Description of the task
Whenever a line in this data holds the word "forced", report that line in full.

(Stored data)
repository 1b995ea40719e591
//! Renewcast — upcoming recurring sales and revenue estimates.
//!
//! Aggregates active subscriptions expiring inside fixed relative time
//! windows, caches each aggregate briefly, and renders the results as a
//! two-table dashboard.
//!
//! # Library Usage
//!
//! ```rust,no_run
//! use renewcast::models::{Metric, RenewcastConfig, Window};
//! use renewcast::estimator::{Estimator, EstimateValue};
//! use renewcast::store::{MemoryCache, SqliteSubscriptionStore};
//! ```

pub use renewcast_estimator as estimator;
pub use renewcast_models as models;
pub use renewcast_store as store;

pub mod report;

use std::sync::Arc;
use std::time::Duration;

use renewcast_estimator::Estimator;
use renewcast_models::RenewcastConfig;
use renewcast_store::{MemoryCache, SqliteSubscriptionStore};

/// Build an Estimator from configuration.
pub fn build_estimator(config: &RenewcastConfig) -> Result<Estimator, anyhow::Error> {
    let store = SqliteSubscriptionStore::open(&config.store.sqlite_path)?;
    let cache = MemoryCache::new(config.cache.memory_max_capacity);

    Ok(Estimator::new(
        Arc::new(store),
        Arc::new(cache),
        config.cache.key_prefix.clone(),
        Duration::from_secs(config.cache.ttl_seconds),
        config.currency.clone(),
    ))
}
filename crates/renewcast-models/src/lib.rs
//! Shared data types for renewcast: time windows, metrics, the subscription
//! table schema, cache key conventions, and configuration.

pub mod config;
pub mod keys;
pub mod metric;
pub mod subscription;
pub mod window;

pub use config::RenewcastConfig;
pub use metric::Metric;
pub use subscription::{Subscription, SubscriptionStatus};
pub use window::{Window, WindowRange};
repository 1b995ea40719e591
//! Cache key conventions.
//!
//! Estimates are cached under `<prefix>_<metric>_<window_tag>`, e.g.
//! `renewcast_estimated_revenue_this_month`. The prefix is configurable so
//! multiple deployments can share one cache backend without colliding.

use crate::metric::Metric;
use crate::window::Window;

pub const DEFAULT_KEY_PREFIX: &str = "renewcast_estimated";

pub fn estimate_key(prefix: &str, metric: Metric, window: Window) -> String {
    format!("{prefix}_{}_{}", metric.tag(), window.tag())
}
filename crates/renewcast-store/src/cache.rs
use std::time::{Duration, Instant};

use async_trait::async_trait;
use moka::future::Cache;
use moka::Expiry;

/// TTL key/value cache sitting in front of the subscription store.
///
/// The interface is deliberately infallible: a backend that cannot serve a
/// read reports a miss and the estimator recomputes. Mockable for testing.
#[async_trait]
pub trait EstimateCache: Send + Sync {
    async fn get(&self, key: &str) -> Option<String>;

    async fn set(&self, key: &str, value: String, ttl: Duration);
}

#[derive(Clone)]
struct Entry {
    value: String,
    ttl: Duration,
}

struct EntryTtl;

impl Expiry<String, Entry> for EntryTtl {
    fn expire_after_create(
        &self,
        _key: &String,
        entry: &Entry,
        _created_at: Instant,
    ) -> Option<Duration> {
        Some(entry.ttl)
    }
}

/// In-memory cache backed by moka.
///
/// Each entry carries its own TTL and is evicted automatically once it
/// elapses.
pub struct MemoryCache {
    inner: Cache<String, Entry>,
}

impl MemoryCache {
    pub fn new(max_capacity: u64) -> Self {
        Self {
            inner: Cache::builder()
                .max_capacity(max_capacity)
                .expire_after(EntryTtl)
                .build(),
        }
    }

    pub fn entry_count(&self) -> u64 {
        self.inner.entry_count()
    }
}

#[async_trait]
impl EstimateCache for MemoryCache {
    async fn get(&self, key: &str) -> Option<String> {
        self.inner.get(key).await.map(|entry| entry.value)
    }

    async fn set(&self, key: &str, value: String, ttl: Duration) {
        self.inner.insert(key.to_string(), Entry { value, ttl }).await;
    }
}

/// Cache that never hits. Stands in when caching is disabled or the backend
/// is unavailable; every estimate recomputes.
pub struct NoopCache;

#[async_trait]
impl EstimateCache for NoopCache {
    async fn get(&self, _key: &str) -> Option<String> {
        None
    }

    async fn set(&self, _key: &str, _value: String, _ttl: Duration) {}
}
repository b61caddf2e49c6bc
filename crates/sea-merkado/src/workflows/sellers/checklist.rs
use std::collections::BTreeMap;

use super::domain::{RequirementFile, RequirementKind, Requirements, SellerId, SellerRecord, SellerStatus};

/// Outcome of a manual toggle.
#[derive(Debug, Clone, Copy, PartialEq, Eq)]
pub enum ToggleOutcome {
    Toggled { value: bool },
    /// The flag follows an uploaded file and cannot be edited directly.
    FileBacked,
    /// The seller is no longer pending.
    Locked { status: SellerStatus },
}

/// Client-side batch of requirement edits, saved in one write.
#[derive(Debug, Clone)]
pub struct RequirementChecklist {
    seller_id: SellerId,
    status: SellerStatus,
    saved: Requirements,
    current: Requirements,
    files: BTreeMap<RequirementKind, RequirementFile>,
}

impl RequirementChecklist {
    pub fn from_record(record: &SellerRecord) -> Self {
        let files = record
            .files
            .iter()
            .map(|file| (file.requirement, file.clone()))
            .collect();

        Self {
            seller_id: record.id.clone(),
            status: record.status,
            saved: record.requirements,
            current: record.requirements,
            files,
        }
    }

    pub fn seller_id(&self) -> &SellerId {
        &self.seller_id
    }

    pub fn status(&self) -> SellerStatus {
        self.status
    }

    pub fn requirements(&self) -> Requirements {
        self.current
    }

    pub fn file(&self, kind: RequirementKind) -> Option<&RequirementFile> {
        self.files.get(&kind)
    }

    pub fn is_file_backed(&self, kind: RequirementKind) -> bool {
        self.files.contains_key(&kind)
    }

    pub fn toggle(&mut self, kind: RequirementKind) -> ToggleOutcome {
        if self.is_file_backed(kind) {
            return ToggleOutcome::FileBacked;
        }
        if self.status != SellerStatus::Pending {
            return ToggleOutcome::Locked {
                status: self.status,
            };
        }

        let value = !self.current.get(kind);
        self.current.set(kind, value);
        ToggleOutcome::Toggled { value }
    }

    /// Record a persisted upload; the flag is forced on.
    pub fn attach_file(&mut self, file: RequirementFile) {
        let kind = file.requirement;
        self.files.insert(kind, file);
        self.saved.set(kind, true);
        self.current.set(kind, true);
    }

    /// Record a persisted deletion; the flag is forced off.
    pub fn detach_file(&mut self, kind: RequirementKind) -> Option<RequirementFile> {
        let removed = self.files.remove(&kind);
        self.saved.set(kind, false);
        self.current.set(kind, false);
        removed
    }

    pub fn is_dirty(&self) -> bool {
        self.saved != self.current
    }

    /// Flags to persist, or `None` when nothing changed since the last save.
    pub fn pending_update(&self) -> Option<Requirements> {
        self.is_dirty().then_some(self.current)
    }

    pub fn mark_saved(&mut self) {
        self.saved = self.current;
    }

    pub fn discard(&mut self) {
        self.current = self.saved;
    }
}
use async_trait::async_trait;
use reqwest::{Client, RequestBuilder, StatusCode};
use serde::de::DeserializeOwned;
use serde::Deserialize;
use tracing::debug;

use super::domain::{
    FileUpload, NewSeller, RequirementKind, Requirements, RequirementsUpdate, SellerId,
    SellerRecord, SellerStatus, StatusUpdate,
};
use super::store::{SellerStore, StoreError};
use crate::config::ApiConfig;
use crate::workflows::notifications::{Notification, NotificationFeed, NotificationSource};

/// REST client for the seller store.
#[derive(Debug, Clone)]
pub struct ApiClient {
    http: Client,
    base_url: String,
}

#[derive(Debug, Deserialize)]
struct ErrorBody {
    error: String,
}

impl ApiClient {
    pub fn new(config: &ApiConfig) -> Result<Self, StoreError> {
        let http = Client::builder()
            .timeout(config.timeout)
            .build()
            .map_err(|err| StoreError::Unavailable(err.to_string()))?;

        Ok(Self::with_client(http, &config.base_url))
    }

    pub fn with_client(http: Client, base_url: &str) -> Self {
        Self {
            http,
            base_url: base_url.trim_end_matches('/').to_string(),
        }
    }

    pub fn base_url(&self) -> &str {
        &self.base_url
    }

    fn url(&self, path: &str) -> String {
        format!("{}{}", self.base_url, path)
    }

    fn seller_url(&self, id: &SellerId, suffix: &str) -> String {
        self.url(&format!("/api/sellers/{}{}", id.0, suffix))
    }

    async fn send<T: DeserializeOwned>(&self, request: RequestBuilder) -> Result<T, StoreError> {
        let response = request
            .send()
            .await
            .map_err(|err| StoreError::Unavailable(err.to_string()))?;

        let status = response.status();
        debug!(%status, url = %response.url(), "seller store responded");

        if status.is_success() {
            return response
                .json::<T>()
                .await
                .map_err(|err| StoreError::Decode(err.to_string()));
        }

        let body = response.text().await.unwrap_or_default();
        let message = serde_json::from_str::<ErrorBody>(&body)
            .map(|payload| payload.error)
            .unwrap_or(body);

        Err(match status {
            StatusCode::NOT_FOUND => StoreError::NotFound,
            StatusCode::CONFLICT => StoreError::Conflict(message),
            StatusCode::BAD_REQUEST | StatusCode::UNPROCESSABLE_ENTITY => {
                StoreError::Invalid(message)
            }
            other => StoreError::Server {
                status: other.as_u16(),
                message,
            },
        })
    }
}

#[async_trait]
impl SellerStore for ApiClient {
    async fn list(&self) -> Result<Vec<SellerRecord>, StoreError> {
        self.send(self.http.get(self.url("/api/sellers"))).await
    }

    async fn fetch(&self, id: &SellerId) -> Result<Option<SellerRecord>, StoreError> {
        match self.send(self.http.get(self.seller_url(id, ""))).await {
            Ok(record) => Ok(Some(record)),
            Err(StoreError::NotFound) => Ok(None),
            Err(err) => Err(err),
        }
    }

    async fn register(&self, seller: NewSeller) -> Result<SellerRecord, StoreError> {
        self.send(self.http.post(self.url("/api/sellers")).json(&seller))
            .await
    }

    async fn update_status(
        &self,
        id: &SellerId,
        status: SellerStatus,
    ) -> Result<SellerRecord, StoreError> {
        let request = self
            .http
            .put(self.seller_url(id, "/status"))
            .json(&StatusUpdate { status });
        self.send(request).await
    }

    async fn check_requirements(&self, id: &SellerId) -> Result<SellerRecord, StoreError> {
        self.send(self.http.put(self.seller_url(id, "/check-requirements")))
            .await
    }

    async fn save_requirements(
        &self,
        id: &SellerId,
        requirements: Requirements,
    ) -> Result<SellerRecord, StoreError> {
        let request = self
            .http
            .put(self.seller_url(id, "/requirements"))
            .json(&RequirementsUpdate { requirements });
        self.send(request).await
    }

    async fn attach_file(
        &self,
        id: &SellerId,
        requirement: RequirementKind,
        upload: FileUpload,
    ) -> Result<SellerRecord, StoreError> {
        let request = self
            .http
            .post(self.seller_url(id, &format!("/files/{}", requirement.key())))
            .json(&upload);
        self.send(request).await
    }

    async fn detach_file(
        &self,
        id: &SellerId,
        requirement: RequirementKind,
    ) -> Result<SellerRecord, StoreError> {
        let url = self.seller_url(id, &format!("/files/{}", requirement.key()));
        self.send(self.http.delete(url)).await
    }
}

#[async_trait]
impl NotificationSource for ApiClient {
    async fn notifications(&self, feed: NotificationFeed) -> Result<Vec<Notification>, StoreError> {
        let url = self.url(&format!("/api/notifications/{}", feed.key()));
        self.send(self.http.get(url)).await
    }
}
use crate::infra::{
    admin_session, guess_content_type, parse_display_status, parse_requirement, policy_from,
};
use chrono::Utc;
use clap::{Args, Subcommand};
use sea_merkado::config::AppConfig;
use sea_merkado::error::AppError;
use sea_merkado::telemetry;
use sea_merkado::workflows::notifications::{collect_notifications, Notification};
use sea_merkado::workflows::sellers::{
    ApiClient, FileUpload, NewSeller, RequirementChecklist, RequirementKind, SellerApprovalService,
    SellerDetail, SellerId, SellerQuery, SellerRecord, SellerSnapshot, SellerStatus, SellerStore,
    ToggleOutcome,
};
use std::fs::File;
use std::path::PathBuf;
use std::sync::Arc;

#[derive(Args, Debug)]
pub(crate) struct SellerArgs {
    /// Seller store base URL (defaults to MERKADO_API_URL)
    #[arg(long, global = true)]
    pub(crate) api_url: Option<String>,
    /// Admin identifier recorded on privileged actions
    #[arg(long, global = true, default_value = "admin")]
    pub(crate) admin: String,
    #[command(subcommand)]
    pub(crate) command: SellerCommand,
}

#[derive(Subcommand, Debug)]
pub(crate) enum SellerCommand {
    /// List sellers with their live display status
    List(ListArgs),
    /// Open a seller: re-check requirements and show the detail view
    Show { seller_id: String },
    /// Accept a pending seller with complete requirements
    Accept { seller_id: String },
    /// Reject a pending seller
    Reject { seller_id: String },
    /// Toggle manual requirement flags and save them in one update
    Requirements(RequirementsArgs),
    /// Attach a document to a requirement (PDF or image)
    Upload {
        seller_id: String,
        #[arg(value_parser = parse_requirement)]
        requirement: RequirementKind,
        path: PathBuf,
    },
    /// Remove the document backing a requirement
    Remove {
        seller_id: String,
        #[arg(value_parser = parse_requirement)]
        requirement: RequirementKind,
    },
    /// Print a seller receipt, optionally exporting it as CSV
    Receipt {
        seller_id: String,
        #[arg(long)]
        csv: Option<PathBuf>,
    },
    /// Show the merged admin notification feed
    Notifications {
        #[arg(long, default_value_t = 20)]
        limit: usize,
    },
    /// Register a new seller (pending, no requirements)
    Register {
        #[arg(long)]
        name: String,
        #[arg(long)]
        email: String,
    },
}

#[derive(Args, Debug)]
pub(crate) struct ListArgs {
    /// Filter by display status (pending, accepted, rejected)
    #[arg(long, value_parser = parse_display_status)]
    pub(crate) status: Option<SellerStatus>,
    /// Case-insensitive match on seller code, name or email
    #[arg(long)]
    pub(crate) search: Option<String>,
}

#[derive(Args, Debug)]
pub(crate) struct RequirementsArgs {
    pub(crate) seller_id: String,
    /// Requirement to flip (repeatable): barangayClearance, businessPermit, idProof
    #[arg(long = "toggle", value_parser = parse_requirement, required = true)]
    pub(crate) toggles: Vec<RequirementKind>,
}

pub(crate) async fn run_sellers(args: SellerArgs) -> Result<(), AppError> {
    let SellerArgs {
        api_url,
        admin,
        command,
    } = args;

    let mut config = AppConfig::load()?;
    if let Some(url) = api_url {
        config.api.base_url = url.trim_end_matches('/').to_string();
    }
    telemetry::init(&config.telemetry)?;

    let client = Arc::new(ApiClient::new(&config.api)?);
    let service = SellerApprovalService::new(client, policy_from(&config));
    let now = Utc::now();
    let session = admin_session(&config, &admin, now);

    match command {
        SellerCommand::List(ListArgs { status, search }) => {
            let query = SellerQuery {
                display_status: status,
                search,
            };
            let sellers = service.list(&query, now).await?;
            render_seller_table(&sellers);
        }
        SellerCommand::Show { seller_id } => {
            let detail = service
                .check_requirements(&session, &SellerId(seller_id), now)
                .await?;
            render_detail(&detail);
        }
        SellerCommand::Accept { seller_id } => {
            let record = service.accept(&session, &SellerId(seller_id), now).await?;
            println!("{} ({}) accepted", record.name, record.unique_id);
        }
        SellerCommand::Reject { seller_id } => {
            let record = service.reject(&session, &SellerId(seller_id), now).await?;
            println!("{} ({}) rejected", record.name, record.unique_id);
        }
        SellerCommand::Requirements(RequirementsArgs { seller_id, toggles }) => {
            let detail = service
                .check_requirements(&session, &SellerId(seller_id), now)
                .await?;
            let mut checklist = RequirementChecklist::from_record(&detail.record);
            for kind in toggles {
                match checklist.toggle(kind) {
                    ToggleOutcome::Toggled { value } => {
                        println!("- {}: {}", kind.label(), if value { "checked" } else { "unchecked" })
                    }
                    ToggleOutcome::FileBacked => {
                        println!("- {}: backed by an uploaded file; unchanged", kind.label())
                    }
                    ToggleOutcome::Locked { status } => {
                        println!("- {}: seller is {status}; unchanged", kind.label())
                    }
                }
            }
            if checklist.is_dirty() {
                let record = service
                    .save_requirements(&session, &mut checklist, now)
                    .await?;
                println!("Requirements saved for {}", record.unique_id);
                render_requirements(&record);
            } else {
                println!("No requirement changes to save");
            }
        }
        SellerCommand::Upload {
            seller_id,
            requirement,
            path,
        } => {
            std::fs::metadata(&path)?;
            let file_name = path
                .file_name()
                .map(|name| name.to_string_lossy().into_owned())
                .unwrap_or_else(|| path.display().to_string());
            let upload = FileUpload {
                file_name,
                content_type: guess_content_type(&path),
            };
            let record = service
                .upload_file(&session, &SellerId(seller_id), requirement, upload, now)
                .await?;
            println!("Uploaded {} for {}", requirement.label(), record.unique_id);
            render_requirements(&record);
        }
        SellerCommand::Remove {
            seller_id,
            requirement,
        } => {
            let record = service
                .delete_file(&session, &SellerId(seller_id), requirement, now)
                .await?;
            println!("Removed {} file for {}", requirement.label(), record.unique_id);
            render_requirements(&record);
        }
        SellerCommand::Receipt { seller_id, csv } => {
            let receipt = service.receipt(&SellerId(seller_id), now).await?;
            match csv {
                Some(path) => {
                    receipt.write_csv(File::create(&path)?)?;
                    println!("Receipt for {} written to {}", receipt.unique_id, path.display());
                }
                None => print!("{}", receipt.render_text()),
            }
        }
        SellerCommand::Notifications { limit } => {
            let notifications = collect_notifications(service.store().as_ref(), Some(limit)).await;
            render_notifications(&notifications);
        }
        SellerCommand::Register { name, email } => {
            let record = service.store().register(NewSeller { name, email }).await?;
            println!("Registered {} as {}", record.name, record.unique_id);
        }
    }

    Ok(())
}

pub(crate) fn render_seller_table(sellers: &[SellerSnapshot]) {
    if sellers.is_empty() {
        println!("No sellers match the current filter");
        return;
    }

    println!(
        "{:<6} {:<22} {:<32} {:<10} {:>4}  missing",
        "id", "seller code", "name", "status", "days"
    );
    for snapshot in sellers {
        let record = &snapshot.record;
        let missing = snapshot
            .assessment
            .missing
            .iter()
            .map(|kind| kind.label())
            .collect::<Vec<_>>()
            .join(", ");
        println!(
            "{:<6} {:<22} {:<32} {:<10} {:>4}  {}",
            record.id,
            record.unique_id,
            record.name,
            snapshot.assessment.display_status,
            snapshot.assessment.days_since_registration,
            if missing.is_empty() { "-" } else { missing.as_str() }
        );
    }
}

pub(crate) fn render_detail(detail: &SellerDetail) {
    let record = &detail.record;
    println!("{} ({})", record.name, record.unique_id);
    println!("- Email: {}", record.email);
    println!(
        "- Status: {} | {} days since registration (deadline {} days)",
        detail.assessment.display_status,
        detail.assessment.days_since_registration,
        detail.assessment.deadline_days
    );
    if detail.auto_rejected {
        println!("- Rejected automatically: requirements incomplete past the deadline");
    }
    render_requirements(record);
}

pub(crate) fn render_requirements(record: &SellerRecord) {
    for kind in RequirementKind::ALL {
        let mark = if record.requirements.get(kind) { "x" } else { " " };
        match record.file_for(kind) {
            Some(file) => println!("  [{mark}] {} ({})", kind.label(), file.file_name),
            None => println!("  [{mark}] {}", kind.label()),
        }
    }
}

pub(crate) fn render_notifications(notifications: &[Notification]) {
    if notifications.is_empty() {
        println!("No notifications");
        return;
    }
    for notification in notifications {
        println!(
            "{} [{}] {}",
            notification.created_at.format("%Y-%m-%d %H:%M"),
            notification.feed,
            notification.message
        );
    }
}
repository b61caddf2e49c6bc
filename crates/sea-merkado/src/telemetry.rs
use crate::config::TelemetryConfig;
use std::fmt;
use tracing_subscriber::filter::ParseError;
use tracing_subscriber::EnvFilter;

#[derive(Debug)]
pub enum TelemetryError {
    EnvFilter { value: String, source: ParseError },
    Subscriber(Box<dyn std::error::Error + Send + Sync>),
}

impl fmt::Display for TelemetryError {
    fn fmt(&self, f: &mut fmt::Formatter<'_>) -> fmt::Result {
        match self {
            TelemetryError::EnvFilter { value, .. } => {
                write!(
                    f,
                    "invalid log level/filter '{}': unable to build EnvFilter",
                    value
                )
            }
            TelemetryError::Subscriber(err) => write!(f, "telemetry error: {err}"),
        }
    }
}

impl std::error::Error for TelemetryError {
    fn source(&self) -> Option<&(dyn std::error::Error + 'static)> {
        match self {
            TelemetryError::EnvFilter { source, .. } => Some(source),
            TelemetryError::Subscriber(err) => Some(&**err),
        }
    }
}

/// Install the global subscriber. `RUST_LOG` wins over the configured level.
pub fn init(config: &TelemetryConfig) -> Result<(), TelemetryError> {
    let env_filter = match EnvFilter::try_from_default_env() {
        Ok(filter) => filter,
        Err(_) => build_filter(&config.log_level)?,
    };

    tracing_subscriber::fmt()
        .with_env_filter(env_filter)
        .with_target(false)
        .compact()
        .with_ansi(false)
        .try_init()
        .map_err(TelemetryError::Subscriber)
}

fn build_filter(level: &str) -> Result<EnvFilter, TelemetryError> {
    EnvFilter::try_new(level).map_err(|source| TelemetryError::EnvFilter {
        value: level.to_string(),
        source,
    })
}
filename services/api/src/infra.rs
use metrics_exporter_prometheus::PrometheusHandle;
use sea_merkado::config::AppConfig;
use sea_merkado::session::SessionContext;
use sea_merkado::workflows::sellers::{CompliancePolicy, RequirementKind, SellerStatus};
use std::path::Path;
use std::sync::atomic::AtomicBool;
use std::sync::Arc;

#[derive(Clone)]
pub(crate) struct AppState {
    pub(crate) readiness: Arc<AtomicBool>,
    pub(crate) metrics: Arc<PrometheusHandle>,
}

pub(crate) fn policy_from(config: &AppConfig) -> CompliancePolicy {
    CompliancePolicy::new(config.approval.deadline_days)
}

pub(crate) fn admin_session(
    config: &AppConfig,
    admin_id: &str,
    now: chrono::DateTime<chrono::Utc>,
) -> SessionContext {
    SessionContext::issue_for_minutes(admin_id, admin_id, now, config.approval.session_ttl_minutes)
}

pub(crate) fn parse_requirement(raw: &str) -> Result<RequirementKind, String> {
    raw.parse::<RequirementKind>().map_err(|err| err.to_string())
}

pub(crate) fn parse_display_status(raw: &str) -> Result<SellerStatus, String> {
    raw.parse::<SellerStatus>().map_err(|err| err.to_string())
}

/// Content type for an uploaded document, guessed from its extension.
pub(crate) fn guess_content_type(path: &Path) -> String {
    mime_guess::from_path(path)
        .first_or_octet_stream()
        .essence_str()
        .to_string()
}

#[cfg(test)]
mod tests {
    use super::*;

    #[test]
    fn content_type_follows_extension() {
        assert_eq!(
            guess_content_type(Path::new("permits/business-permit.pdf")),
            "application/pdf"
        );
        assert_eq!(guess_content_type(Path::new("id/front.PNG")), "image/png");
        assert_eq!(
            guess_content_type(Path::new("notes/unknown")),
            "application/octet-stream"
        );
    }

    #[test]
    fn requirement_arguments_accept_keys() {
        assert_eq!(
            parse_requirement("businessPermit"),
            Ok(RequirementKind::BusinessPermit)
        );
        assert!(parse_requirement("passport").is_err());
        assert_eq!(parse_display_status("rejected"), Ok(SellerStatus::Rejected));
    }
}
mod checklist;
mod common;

Response box
    /// Record a persisted upload; the flag is forced on.
    /// Record a persisted deletion; the flag is forced off.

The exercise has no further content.